WHAT YOU WILL DO: Give back a single figure: the number of lines in the entries below that contain "ScrollPrimitive".

MATERIALS PROVIDED:
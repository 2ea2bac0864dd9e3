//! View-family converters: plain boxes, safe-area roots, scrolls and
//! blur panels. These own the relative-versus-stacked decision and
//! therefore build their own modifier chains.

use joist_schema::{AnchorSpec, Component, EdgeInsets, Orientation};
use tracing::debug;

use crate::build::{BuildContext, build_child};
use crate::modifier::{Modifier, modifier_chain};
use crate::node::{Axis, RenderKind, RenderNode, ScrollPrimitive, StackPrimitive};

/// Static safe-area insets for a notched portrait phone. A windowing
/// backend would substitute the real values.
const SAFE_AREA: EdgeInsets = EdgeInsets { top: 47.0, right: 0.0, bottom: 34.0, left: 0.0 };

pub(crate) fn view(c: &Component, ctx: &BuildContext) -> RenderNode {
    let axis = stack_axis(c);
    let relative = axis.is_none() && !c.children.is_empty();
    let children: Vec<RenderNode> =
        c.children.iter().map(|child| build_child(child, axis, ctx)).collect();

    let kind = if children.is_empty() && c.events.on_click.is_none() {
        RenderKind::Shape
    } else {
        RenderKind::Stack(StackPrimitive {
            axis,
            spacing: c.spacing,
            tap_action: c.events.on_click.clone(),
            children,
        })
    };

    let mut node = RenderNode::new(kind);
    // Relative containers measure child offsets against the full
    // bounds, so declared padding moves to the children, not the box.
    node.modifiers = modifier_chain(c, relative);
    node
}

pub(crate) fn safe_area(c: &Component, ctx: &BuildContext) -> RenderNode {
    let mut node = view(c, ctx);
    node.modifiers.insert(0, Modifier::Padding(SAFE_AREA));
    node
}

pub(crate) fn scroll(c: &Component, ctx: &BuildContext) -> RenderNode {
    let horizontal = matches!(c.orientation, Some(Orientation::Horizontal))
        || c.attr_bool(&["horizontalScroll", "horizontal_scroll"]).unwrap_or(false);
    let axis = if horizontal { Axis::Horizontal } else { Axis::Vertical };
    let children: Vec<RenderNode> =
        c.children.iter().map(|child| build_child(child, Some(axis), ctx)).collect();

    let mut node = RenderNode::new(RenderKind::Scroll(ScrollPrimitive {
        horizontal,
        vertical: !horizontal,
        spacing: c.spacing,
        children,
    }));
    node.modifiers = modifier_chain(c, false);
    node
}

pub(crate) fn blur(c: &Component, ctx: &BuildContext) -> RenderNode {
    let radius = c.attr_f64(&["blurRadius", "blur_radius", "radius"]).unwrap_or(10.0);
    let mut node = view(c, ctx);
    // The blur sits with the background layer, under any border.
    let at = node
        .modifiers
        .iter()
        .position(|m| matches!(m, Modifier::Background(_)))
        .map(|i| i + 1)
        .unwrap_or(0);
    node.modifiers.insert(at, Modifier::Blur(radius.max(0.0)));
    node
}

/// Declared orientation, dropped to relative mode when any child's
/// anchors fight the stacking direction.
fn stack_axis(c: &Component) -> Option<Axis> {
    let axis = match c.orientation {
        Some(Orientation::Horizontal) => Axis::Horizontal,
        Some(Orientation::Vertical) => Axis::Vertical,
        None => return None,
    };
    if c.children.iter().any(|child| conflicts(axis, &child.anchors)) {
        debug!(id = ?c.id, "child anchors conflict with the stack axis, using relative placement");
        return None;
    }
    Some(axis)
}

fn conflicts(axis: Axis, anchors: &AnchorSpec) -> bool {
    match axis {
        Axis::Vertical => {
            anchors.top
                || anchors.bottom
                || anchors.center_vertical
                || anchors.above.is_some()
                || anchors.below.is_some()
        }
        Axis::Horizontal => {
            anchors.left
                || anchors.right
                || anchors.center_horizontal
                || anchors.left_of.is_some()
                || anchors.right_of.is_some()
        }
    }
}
==
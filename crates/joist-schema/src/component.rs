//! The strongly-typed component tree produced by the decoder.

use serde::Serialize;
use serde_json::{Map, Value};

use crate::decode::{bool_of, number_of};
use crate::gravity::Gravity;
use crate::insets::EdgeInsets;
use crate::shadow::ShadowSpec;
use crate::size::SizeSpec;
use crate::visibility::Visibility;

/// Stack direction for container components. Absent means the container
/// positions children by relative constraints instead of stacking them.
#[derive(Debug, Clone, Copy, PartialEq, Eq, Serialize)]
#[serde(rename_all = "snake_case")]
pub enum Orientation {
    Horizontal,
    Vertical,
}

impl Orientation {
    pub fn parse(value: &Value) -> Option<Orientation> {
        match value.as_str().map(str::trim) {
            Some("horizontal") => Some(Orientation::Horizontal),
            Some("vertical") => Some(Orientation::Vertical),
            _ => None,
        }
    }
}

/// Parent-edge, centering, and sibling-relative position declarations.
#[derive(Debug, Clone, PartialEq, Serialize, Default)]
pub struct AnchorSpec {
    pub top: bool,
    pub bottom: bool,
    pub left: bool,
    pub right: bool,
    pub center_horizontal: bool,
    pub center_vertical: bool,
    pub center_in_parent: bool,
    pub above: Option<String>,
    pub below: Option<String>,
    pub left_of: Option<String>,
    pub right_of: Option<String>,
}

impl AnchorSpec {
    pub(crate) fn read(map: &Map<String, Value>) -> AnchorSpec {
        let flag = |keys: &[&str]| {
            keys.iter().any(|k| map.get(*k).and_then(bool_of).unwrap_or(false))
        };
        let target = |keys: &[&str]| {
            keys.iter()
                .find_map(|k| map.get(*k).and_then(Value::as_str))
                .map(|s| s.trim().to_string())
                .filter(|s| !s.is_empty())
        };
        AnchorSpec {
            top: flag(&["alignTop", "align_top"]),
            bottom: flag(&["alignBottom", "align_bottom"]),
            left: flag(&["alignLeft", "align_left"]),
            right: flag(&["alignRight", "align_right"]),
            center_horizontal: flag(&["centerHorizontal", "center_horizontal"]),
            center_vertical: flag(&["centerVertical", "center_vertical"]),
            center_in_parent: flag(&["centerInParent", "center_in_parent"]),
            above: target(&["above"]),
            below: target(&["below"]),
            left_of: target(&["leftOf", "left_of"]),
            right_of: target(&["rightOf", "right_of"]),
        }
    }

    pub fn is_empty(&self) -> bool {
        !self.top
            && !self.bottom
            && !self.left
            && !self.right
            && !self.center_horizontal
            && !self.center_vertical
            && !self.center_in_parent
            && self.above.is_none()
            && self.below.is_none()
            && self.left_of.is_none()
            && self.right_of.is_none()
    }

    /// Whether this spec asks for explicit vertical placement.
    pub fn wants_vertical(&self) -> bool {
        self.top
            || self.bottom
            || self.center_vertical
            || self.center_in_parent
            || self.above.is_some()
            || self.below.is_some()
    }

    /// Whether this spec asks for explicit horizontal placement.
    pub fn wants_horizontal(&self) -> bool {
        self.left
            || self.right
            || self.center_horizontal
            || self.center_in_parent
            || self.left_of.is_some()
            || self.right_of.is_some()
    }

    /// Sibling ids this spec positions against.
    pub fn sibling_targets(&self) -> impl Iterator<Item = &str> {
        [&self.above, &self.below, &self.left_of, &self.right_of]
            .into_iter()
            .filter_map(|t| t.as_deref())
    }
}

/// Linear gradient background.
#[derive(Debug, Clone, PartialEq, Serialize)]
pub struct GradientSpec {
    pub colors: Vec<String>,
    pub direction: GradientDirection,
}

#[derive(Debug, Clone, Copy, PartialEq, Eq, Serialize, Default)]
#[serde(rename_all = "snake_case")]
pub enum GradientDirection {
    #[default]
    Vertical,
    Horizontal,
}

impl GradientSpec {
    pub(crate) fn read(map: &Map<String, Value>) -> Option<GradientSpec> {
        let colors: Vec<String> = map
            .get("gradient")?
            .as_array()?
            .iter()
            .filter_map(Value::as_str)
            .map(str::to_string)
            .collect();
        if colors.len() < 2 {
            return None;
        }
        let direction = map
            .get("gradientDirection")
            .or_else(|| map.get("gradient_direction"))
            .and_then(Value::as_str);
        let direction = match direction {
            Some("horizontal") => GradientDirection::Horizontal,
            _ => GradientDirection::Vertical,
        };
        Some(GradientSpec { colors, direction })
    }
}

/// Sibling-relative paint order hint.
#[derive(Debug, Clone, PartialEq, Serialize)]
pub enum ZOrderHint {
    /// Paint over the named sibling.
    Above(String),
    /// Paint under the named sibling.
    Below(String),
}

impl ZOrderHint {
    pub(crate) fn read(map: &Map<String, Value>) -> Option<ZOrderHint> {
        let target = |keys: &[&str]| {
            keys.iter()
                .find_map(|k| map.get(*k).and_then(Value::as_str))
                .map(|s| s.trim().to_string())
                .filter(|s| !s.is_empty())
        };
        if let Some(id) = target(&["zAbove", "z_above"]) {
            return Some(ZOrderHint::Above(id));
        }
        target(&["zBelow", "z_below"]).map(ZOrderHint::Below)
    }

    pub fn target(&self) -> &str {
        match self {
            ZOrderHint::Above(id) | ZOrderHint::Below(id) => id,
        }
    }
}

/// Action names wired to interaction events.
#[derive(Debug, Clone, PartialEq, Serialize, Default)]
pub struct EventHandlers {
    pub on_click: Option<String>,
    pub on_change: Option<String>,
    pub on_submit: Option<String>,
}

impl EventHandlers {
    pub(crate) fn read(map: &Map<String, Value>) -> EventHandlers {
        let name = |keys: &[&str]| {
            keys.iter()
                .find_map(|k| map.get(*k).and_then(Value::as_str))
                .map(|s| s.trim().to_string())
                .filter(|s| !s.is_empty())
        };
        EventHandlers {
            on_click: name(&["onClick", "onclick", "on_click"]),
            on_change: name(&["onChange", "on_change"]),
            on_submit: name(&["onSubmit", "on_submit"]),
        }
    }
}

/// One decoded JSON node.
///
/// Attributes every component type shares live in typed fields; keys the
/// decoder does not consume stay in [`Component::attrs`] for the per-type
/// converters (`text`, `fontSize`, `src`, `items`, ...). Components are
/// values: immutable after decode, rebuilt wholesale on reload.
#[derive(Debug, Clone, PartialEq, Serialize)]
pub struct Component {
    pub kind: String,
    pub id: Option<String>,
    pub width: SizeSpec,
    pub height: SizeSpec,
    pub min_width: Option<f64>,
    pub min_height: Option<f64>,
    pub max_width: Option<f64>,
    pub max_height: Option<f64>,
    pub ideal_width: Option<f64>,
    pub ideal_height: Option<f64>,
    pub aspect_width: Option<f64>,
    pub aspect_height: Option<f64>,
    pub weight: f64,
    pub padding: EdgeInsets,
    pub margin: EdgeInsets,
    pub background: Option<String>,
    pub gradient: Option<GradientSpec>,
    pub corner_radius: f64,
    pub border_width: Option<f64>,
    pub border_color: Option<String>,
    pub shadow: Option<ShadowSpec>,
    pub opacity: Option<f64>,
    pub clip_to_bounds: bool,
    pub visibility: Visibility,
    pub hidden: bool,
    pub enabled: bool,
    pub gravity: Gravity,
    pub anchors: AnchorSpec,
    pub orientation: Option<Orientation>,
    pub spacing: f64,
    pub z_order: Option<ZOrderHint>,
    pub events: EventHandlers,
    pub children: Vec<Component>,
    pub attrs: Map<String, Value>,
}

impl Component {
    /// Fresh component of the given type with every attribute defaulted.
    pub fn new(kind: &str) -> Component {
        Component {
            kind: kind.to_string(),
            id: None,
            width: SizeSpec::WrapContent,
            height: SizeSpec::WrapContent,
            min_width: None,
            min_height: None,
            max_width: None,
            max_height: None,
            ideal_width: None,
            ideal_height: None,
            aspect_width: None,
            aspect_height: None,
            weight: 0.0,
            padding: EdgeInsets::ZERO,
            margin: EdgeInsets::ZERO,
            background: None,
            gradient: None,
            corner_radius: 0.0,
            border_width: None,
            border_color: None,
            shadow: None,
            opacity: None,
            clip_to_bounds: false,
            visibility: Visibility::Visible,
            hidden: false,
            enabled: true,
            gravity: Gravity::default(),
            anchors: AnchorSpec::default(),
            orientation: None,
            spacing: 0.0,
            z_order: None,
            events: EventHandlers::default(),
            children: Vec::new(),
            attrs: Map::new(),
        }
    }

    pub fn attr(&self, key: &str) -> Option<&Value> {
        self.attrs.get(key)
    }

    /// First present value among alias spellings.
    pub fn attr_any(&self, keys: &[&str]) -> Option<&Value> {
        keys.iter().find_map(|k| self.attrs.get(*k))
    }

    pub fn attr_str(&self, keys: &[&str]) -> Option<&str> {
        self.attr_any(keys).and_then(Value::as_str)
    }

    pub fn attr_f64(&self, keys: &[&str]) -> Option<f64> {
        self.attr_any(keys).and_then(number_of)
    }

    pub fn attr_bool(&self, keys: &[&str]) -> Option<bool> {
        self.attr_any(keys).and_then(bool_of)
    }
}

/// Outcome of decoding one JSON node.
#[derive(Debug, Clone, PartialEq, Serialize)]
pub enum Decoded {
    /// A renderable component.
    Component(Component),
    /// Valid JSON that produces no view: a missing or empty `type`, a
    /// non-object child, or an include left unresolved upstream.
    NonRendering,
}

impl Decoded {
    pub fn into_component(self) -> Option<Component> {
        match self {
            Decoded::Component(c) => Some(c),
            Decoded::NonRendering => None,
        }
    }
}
...
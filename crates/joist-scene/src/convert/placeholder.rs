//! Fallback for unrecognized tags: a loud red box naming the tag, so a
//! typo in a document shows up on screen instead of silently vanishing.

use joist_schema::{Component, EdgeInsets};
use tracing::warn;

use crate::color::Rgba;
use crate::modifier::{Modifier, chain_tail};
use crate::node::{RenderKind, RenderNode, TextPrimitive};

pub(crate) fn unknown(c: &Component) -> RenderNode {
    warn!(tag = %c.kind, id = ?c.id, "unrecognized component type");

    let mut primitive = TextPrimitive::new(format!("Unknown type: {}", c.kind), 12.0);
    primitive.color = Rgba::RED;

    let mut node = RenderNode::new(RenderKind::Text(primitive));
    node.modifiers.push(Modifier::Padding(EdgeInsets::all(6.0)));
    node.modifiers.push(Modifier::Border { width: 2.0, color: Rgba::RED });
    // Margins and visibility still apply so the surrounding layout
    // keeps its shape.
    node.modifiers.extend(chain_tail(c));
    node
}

EXERCISE RESULT: 2